Description of selected adverse reactions.

During post-marketing surveillance, rare cases of serious hypersensitivity reactions to febuxostat have been reported, including Stevens-Johnson syndrome, toxic epidermal necrolysis, and anaphylactic reactions/shock. Stevens-Johnson syndrome and toxic epidermal necrolysis are characterized by progressive skin rash with bullous lesions of the skin or mucous membranes and irritation of the ocular mucosa. Hypersensitivity reactions to febuxostat may present with symptoms such as skin reactions including infiltrated maculopapular rash, generalized or exfoliative rash, skin lesions, facial swelling, fever, other disorders such as thrombocytopenia and eosinophilia, and involvement of individual organs or multiple organs (liver and kidneys, including tubulointerstitial nephritis).

Gout flares (attacks) usually occurred shortly after initiation of treatment and during the first months of treatment. The frequency of gout attacks decreased over time. Prophylaxis of acute gout attacks is recommended following initiation of febuxostat therapy.

Tumor lysis syndrome (TLS)

Summary of safety profile.

In the randomized, double-blind, active-controlled phase 3 FLORENCE (FLO-01) study comparing febuxostat with allopurinol in 346 patients undergoing chemotherapy for hematologic malignancies with moderate or high risk of TLS, adverse reactions were observed in only 22 (6.4%) patients (11 [6.4%] in each treatment group). Most adverse reactions were of mild or moderate severity.

Overall, during the FLORENCE study, no additional safety concerns were identified with febuxostat use in patients with gout, except for the three adverse reactions listed below (see table).

Cardiac disorders:

Uncommon: left bundle branch block, ventricular tachycardia.

Vascular disorders:

Uncommon: hemorrhage.

Reporting of suspected adverse reactions.

Reporting of suspected adverse reactions after marketing authorization is important. It allows continued monitoring of the benefit-risk balance of the medicinal product.
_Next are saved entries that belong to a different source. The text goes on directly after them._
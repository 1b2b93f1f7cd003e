// SPDX-License-Identifier: AGPL-3.0-or-later
// Copyright (c) 2025 ReifyDB

use rowkey_core::{CfId, Result};

use crate::{ColumnFamily, WriteBatch};

/// The ordered key-value store as seen by the codec and catalog: total byte
/// order per column family, point reads, prefix iteration and atomic batch
/// writes.
pub trait KvStorage: Send + Sync {
	fn get(&self, cf: CfId, key: &[u8]) -> Result<Option<Vec<u8>>>;

	/// All entries of `cf` whose key starts with `prefix`, in key order.
	fn scan_prefix(&self, cf: CfId, prefix: &[u8]) -> Result<Vec<(Vec<u8>, Vec<u8>)>>;

	/// Applies every mutation of `batch` or none of them. With `sync` the
	/// write is durable when this returns.
	fn commit(&self, batch: WriteBatch, sync: bool) -> Result<()>;

	/// Returns the handle for `name`, creating the column family if needed.
	fn column_family(&self, name: &str) -> Result<ColumnFamily>;

	fn column_families(&self) -> Result<Vec<ColumnFamily>>;

	/// Makes the next commit fail after staging `staged` entries, without
	/// applying any of them.
	fn crash_after(&self, staged: usize);
}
Healthcare professionals and pharmacists, as well as patients or their legal representatives, should report any suspected adverse reactions and/or lack of efficacy of the medicinal product via the Automated Information System for Pharmacovigilance at: https://aisf.dec.gov.ua.

Shelf life. 3 years.

Storage conditions.

Store in the original packaging at a temperature not exceeding 25 °C. Keep out of reach and sight of children.

Packaging.

14 tablets in a blister; 2 blisters per carton.
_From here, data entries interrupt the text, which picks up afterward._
// SPDX-License-Identifier: AGPL-3.0-or-later
// Copyright (c) 2025 ReifyDB

//! Fixed-width images of numbers and dates.

use rowkey_core::{Result, error::diagnostic::codec::CodecError, netbuf::NetWriter, return_error};

use crate::Value;

const FLT_EXP_DIG: u32 = 8;
const DBL_EXP_DIG: u32 = 11;
const NEWDATE_MAX: u64 = (1 << 24) - 1;

fn out_of_range(column: &str, value: &Value) -> CodecError {
	CodecError::ValueOutOfRange {
		column: column.to_string(),
		value: value.to_string(),
	}
}

fn mismatch(column: &str, expected: &'static str) -> CodecError {
	CodecError::TypeMismatch {
		column: column.to_string(),
		expected,
	}
}

/// Big-endian image; signed values get their sign bit flipped so negatives
/// sort first.
pub(super) fn pack_integer(column: &str, value: &Value, width: usize, unsigned: bool, out: &mut NetWriter) -> Result<()> {
	let bits = (width * 8) as u32;
	let raw = if unsigned {
		let v = match value {
			Value::UInt(v) => *v,
			Value::Int(v) if *v >= 0 => *v as u64,
			Value::Int(_) => return Err(out_of_range(column, value).into()),
			_ => return Err(mismatch(column, "unsigned integer").into()),
		};
		if bits < 64 && v >> bits != 0 {
			return Err(out_of_range(column, value).into());
		}
		v
	} else {
		let v = match value {
			Value::Int(v) => *v,
			Value::UInt(v) if *v <= i64::MAX as u64 => *v as i64,
			Value::UInt(_) => return Err(out_of_range(column, value).into()),
			_ => return Err(mismatch(column, "integer").into()),
		};
		if bits < 64 {
			let limit = 1i64 << (bits - 1);
			if v < -limit || v >= limit {
				return Err(out_of_range(column, value).into());
			}
		}
		v as u64
	};

	let bytes = raw.to_be_bytes();
	let image = &bytes[8 - width..];
	out.write_u8(if unsigned { image[0] } else { image[0] ^ 0x80 });
	out.write(&image[1..]);
	Ok(())
}

pub(super) fn unpack_integer(image: &[u8], unsigned: bool) -> Value {
	let width = image.len();
	if unsigned {
		let mut raw = [0u8; 8];
		raw[8 - width..].copy_from_slice(image);
		return Value::UInt(u64::from_be_bytes(raw));
	}
	let lead = image[0] ^ 0x80;
	let mut raw = [if lead & 0x80 != 0 { 0xff } else { 0 }; 8];
	raw[8 - width] = lead;
	raw[9 - width..].copy_from_slice(&image[1..]);
	Value::Int(i64::from_be_bytes(raw))
}

/// Reorders an IEEE-754 big-endian image so that byte order equals numeric
/// order. Zero of either sign collapses to `0x80 00..`.
fn float_sort_image(bytes: &mut [u8], exp_dig: u32) {
	if bytes[0] & 0x80 != 0 {
		for b in bytes.iter_mut() {
			*b ^= 0xff;
		}
	} else {
		let exp = (u16::from_be_bytes([bytes[0], bytes[1]]) | 0x8000).wrapping_add(1 << (15 - exp_dig));
		bytes[..2].copy_from_slice(&exp.to_be_bytes());
	}
}

fn float_from_sort_image(bytes: &mut [u8], exp_dig: u32) {
	if bytes[0] & 0x80 != 0 {
		let exp = (u16::from_be_bytes([bytes[0], bytes[1]]) & 0x7fff).wrapping_sub(1 << (15 - exp_dig));
		bytes[..2].copy_from_slice(&exp.to_be_bytes());
	} else {
		for b in bytes.iter_mut() {
			*b ^= 0xff;
		}
	}
}

fn is_zero_image(image: &[u8]) -> bool {
	image[0] == 0x80 && image[1..].iter().all(|b| *b == 0)
}

pub(super) fn pack_float(column: &str, value: &Value, out: &mut NetWriter) -> Result<()> {
	let v = match value {
		Value::Float(v) => *v,
		_ => return_error!(mismatch(column, "float")),
	};
	if v.is_nan() || v.is_infinite() {
		return_error!(out_of_range(column, value));
	}
	if v == 0.0 {
		out.write(&[0x80, 0, 0, 0]);
		return Ok(());
	}
	let mut bytes = v.to_be_bytes();
	float_sort_image(&mut bytes, FLT_EXP_DIG);
	out.write(&bytes);
	Ok(())
}

pub(super) fn unpack_float(image: &[u8]) -> Value {
	if is_zero_image(image) {
		return Value::Float(0.0);
	}
	let mut bytes = [0u8; 4];
	bytes.copy_from_slice(image);
	float_from_sort_image(&mut bytes, FLT_EXP_DIG);
	Value::Float(f32::from_be_bytes(bytes))
}

pub(super) fn pack_double(column: &str, value: &Value, out: &mut NetWriter) -> Result<()> {
	let v = match value {
		Value::Double(v) => *v,
		Value::Float(v) => *v as f64,
		_ => return_error!(mismatch(column, "double")),
	};
	if v.is_nan() || v.is_infinite() {
		return_error!(out_of_range(column, value));
	}
	if v == 0.0 {
		out.write(&[0x80, 0, 0, 0, 0, 0, 0, 0]);
		return Ok(());
	}
	let mut bytes = v.to_be_bytes();
	float_sort_image(&mut bytes, DBL_EXP_DIG);
	out.write(&bytes);
	Ok(())
}

pub(super) fn unpack_double(image: &[u8]) -> Value {
	if is_zero_image(image) {
		return Value::Double(0.0);
	}
	let mut bytes = [0u8; 8];
	bytes.copy_from_slice(image);
	float_from_sort_image(&mut bytes, DBL_EXP_DIG);
	Value::Double(f64::from_be_bytes(bytes))
}

/// DATE travels as its packed day number `year*512 + month*32 + day`.
pub(super) fn pack_newdate(column: &str, value: &Value, out: &mut NetWriter) -> Result<()> {
	let v = match value {
		Value::UInt(v) => *v,
		Value::Int(v) if *v >= 0 => *v as u64,
		_ => return_error!(mismatch(column, "packed date")),
	};
	if v > NEWDATE_MAX {
		return_error!(out_of_range(column, value));
	}
	out.write(&v.to_be_bytes()[5..]);
	Ok(())
}

pub(super) fn unpack_newdate(image: &[u8]) -> Value {
	Value::UInt(((image[0] as u64) << 16) | ((image[1] as u64) << 8) | image[2] as u64)
}

#[cfg(test)]
mod tests {
	use super::*;

	fn int_image(value: i64, width: usize) -> Vec<u8> {
		let mut out = NetWriter::new();
		pack_integer("c", &Value::Int(value), width, false, &mut out).unwrap();
		out.into_inner()
	}

	fn double_image(value: f64) -> Vec<u8> {
		let mut out = NetWriter::new();
		pack_double("c", &Value::Double(value), &mut out).unwrap();
		out.into_inner()
	}

	#[test]
	fn test_signed_int_images() {
		assert_eq!(int_image(1, 4), vec![0x80, 0, 0, 1]);
		assert_eq!(int_image(-1, 4), vec![0x7f, 0xff, 0xff, 0xff]);
		assert_eq!(int_image(0, 1), vec![0x80]);
		assert_eq!(int_image(-8_388_608, 3), vec![0x00, 0x00, 0x00]);
	}

	#[test]
	fn test_signed_int_order() {
		let values = [i64::MIN, -300, -1, 0, 1, 255, 70_000, i64::MAX];
		let images: Vec<Vec<u8>> = values.iter().map(|v| int_image(*v, 8)).collect();
		assert!(images.windows(2).all(|w| w[0] < w[1]));
		for (v, image) in values.iter().zip(&images) {
			assert_eq!(unpack_integer(image, false), Value::Int(*v));
		}
	}

	#[test]
	fn test_integer_range() {
		let mut out = NetWriter::new();
		let err = pack_integer("c", &Value::Int(128), 1, false, &mut out).unwrap_err();
		assert_eq!(err.code(), "CODEC_003");
		assert!(pack_integer("c", &Value::Int(-1), 2, true, &mut out).is_err());
		assert!(pack_integer("c", &Value::UInt(65_536), 2, true, &mut out).is_err());
		assert!(pack_integer("c", &Value::Bytes(vec![1]), 2, true, &mut out).is_err());
	}

	#[test]
	fn test_unsigned_medium() {
		let mut out = NetWriter::new();
		pack_integer("c", &Value::UInt(0x0a0b0c), 3, true, &mut out).unwrap();
		assert_eq!(out.as_slice(), &[0x0a, 0x0b, 0x0c]);
		assert_eq!(unpack_integer(out.as_slice(), true), Value::UInt(0x0a0b0c));
	}

	#[test]
	fn test_double_zero_and_sign() {
		assert_eq!(double_image(0.0), vec![0x80, 0, 0, 0, 0, 0, 0, 0]);
		assert_eq!(double_image(-0.0), vec![0x80, 0, 0, 0, 0, 0, 0, 0]);
		assert!(double_image(-1.5) < double_image(0.0));
		assert!(double_image(f64::MIN_POSITIVE) > double_image(0.0));
	}

	#[test]
	fn test_double_order_and_restore() {
		let values = [f64::MIN, -1e100, -2.5, -f64::MIN_POSITIVE, 0.0, 1e-300, 0.5, 1.0, 3.25, 1e300, f64::MAX];
		let images: Vec<Vec<u8>> = values.iter().map(|v| double_image(*v)).collect();
		assert!(images.windows(2).all(|w| w[0] < w[1]));
		for (v, image) in values.iter().zip(&images) {
			assert_eq!(unpack_double(image), Value::Double(*v));
		}
	}

	#[test]
	fn test_float_order_and_restore() {
		let values = [f32::MIN, -7.0, -0.25, 0.0, 0.25, 7.0, f32::MAX];
		let mut images = Vec::new();
		for v in values {
			let mut out = NetWriter::new();
			pack_float("c", &Value::Float(v), &mut out).unwrap();
			assert_eq!(unpack_float(out.as_slice()), Value::Float(v));
			images.push(out.into_inner());
		}
		assert!(images.windows(2).all(|w| w[0] < w[1]));
	}

	#[test]
	fn test_nan_rejected() {
		let mut out = NetWriter::new();
		assert!(pack_double("c", &Value::Double(f64::NAN), &mut out).is_err());
	}

	#[test]
	fn test_newdate() {
		let day = 2024 * 512 + 2 * 32 + 29;
		let mut out = NetWriter::new();
		pack_newdate("c", &Value::UInt(day), &mut out).unwrap();
		assert_eq!(out.len(), 3);
		assert_eq!(unpack_newdate(out.as_slice()), Value::UInt(day));
	}
}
Prescription status. Prescription only.

Marketing authorization holder. JSC "Pharmaceutical company "Darnitsya".

Address of the marketing authorization holder and location of its business operations.

13, Boryspilska Street, Kyiv, 02093, Ukraine.

Manufacturer. Generics S.A.

Location of manufacturer and address of its business operations.

18 Km Merendzonos Avenue, Pallini, 153 51, Greece.